== ASSIGNED TASK ==
Output all the entries below. Each must match exactly.

:: GIVEN INFORMATION ::

//! Cursors over a byte slice.
//!
//! Every operation is bounds checked and the position never moves past the end of the slice.
//! A failed operation leaves the position where it was.

use crate::codec::{Decode, Encode, Error};

/// Not a byte writer. It is just a cursor to track where a byte slice is being written.
pub struct WriteCursor<'d> {
    pos: usize,
    data: &'d mut [u8],
}

impl<'d> WriteCursor<'d> {
    /// Creates a new write cursor at the beginning of the data.
    pub fn new(data: &'d mut [u8]) -> Self {
        Self { pos: 0, data }
    }

    /// Append byte slice
    pub fn append(&mut self, data: &[u8]) -> Result<(), Error> {
        if self.available() < data.len() {
            Err(Error::InvalidLength)
        } else {
            self.data[self.pos..self.pos + data.len()].copy_from_slice(data);
            self.pos += data.len();
            Ok(())
        }
    }

    /// Write a value
    pub fn write<E: Encode>(&mut self, data: E) -> Result<(), Error> {
        self.write_ref(&data)
    }

    /// Write a value by reference
    pub fn write_ref<E: Encode>(&mut self, data: &E) -> Result<(), Error> {
        let size = data.size();
        if self.available() < size {
            Err(Error::InvalidLength)
        } else {
            data.encode(&mut self.data[self.pos..self.pos + size])?;
            self.pos += size;
            Ok(())
        }
    }

    /// Returns amount of bytes that remain available.
    pub fn available(&self) -> usize {
        self.data.len() - self.pos
    }

    /// Returns the current length of the data written.
    pub fn len(&self) -> usize {
        self.pos
    }

    pub fn is_empty(&self) -> bool {
        self.pos == 0
    }

    /// Returns the byte slice that was written by this cursor.
    pub fn finish(self) -> &'d mut [u8] {
        &mut self.data[..self.pos]
    }
}

#[derive(Clone, Debug)]
#[cfg_attr(feature = "defmt", derive(defmt::Format))]
pub struct ReadCursor<'d> {
    pos: usize,
    data: &'d [u8],
}

impl<'d> ReadCursor<'d> {
    pub fn new(data: &'d [u8]) -> Self {
        Self { pos: 0, data }
    }

    /// Read a value, borrowing from the underlying slice where the type allows.
    pub fn read<T: Decode<'d>>(&mut self) -> Result<T, Error> {
        let src = &self.data[self.pos..];
        let val = T::decode(src)?;
        let size = val.size();
        if size > src.len() {
            return Err(Error::InvalidLength);
        }
        self.pos += size;
        Ok(val)
    }

    /// Borrow the next `nbytes` bytes.
    pub fn slice(&mut self, nbytes: usize) -> Result<&'d [u8], Error> {
        if self.available() < nbytes {
            Err(Error::InvalidLength)
        } else {
            let src = &self.data[self.pos..self.pos + nbytes];
            self.pos += nbytes;
            Ok(src)
        }
    }

    pub fn available(&self) -> usize {
        self.data.len() - self.pos
    }

    pub fn len(&self) -> usize {
        self.pos
    }

    pub fn is_empty(&self) -> bool {
        self.pos == 0
    }

    pub fn remaining(self) -> &'d [u8] {
        &self.data[self.pos..]
    }

    /// Ends decoding, failing if any bytes were left unread.
    pub fn finish(self) -> Result<(), Error> {
        if self.available() > 0 {
            Err(Error::InvalidLength)
        } else {
            Ok(())
        }
    }
}

#[cfg(test)]
mod tests {
    use super::*;

    #[test]
    fn write_advances_and_reports_length() {
        let mut buf = [0u8; 8];
        let mut w = WriteCursor::new(&mut buf);
        w.write(0x0102u16).unwrap();
        w.write(0x03u8).unwrap();
        w.append(&[0x04, 0x05]).unwrap();
        assert_eq!(w.len(), 5);
        assert_eq!(w.available(), 3);
        assert_eq!(w.finish(), &[0x02, 0x01, 0x03, 0x04, 0x05]);
    }

    #[test]
    fn write_past_end_leaves_cursor_in_place() {
        let mut buf = [0xAAu8; 3];
        let mut w = WriteCursor::new(&mut buf);
        w.write(0x11u16).unwrap();
        assert_eq!(w.write(0x2233u16), Err(Error::InvalidLength));
        assert_eq!(w.append(&[1, 2]), Err(Error::InvalidLength));
        assert_eq!(w.len(), 2);
        assert_eq!(buf[2], 0xAA);
    }

    #[test]
    fn write_into_empty_buffer() {
        let mut buf = [0u8; 0];
        let mut w = WriteCursor::new(&mut buf);
        assert_eq!(w.write(0u8), Err(Error::InvalidLength));
        assert!(w.is_empty());
    }

    #[test]
    fn read_past_end_leaves_cursor_in_place() {
        let data = [0x01, 0x02, 0x03];
        let mut r = ReadCursor::new(&data);
        assert_eq!(r.read::<u16>().unwrap(), 0x0201);
        assert_eq!(r.read::<u16>(), Err(Error::InvalidLength));
        assert_eq!(r.len(), 2);
        assert_eq!(r.read::<u8>().unwrap(), 0x03);
        assert_eq!(r.read::<u8>(), Err(Error::InvalidLength));
        r.finish().unwrap();
    }

    #[test]
    fn slice_borrows_from_source() {
        let data = [1, 2, 3, 4];
        let mut r = ReadCursor::new(&data);
        let head = r.slice(3).unwrap();
        assert_eq!(head, &[1, 2, 3]);
        assert!(core::ptr::eq(head.as_ptr(), data.as_ptr()));
        assert_eq!(r.slice(2), Err(Error::InvalidLength));
        assert_eq!(r.clone().remaining(), &[4]);
        assert_eq!(r.finish(), Err(Error::InvalidLength));
    }
}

:::

== RESPONSE BOX ==
//! Cursors over a byte slice.
//!
//! Every operation is bounds checked and the position never moves past the end of the slice.
//! A failed operation leaves the position where it was.

use crate::codec::{Decode, Encode, Error};

/// Not a byte writer. It is just a cursor to track where a byte slice is being written.
pub struct WriteCursor<'d> {
    pos: usize,
    data: &'d mut [u8],
}

impl<'d> WriteCursor<'d> {
    /// Creates a new write cursor at the beginning of the data.
    pub fn new(data: &'d mut [u8]) -> Self {
        Self { pos: 0, data }
    }

    /// Append byte slice
    pub fn append(&mut self, data: &[u8]) -> Result<(), Error> {
        if self.available() < data.len() {
            Err(Error::InvalidLength)
        } else {
            self.data[self.pos..self.pos + data.len()].copy_from_slice(data);
            self.pos += data.len();
            Ok(())
        }
    }

    /// Write a value
    pub fn write<E: Encode>(&mut self, data: E) -> Result<(), Error> {
        self.write_ref(&data)
    }

    /// Write a value by reference
    pub fn write_ref<E: Encode>(&mut self, data: &E) -> Result<(), Error> {
        let size = data.size();
        if self.available() < size {
            Err(Error::InvalidLength)
        } else {
            data.encode(&mut self.data[self.pos..self.pos + size])?;
            self.pos += size;
            Ok(())
        }
    }

    /// Returns amount of bytes that remain available.
    pub fn available(&self) -> usize {
        self.data.len() - self.pos
    }

    /// Returns the current length of the data written.
    pub fn len(&self) -> usize {
        self.pos
    }

    pub fn is_empty(&self) -> bool {
        self.pos == 0
    }

    /// Returns the byte slice that was written by this cursor.
    pub fn finish(self) -> &'d mut [u8] {
        &mut self.data[..self.pos]
    }
}

#[derive(Clone, Debug)]
#[cfg_attr(feature = "defmt", derive(defmt::Format))]
pub struct ReadCursor<'d> {
    pos: usize,
    data: &'d [u8],
}

impl<'d> ReadCursor<'d> {
    pub fn new(data: &'d [u8]) -> Self {
        Self { pos: 0, data }
    }

    /// Read a value, borrowing from the underlying slice where the type allows.
    pub fn read<T: Decode<'d>>(&mut self) -> Result<T, Error> {
        let src = &self.data[self.pos..];
        let val = T::decode(src)?;
        let size = val.size();
        if size > src.len() {
            return Err(Error::InvalidLength);
        }
        self.pos += size;
        Ok(val)
    }

    /// Borrow the next `nbytes` bytes.
    pub fn slice(&mut self, nbytes: usize) -> Result<&'d [u8], Error> {
        if self.available() < nbytes {
            Err(Error::InvalidLength)
        } else {
            let src = &self.data[self.pos..self.pos + nbytes];
            self.pos += nbytes;
            Ok(src)
        }
    }

    pub fn available(&self) -> usize {
        self.data.len() - self.pos
    }

    pub fn len(&self) -> usize {
        self.pos
    }

    pub fn is_empty(&self) -> bool {
        self.pos == 0
    }

    pub fn remaining(self) -> &'d [u8] {
        &self.data[self.pos..]
    }

    /// Ends decoding, failing if any bytes were left unread.
    pub fn finish(self) -> Result<(), Error> {
        if self.available() > 0 {
            Err(Error::InvalidLength)
        } else {
            Ok(())
        }
    }
}

#[cfg(test)]
mod tests {
    use super::*;

    #[test]
    fn write_advances_and_reports_length() {
        let mut buf = [0u8; 8];
        let mut w = WriteCursor::new(&mut buf);
        w.write(0x0102u16).unwrap();
        w.write(0x03u8).unwrap();
        w.append(&[0x04, 0x05]).unwrap();
        assert_eq!(w.len(), 5);
        assert_eq!(w.available(), 3);
        assert_eq!(w.finish(), &[0x02, 0x01, 0x03, 0x04, 0x05]);
    }

    #[test]
    fn write_past_end_leaves_cursor_in_place() {
        let mut buf = [0xAAu8; 3];
        let mut w = WriteCursor::new(&mut buf);
        w.write(0x11u16).unwrap();
        assert_eq!(w.write(0x2233u16), Err(Error::InvalidLength));
        assert_eq!(w.append(&[1, 2]), Err(Error::InvalidLength));
        assert_eq!(w.len(), 2);
        assert_eq!(buf[2], 0xAA);
    }

    #[test]
    fn write_into_empty_buffer() {
        let mut buf = [0u8; 0];
        let mut w = WriteCursor::new(&mut buf);
        assert_eq!(w.write(0u8), Err(Error::InvalidLength));
        assert!(w.is_empty());
    }

    #[test]
    fn read_past_end_leaves_cursor_in_place() {
        let data = [0x01, 0x02, 0x03];
        let mut r = ReadCursor::new(&data);
        assert_eq!(r.read::<u16>().unwrap(), 0x0201);
        assert_eq!(r.read::<u16>(), Err(Error::InvalidLength));
        assert_eq!(r.len(), 2);
        assert_eq!(r.read::<u8>().unwrap(), 0x03);
        assert_eq!(r.read::<u8>(), Err(Error::InvalidLength));
        r.finish().unwrap();
    }

    #[test]
    fn slice_borrows_from_source() {
        let data = [1, 2, 3, 4];
        let mut r = ReadCursor::new(&data);
        let head = r.slice(3).unwrap();
        assert_eq!(head, &[1, 2, 3]);
        assert!(core::ptr::eq(head.as_ptr(), data.as_ptr()));
        assert_eq!(r.slice(2), Err(Error::InvalidLength));
        assert_eq!(r.clone().remaining(), &[4]);
        assert_eq!(r.finish(), Err(Error::InvalidLength));
    }
}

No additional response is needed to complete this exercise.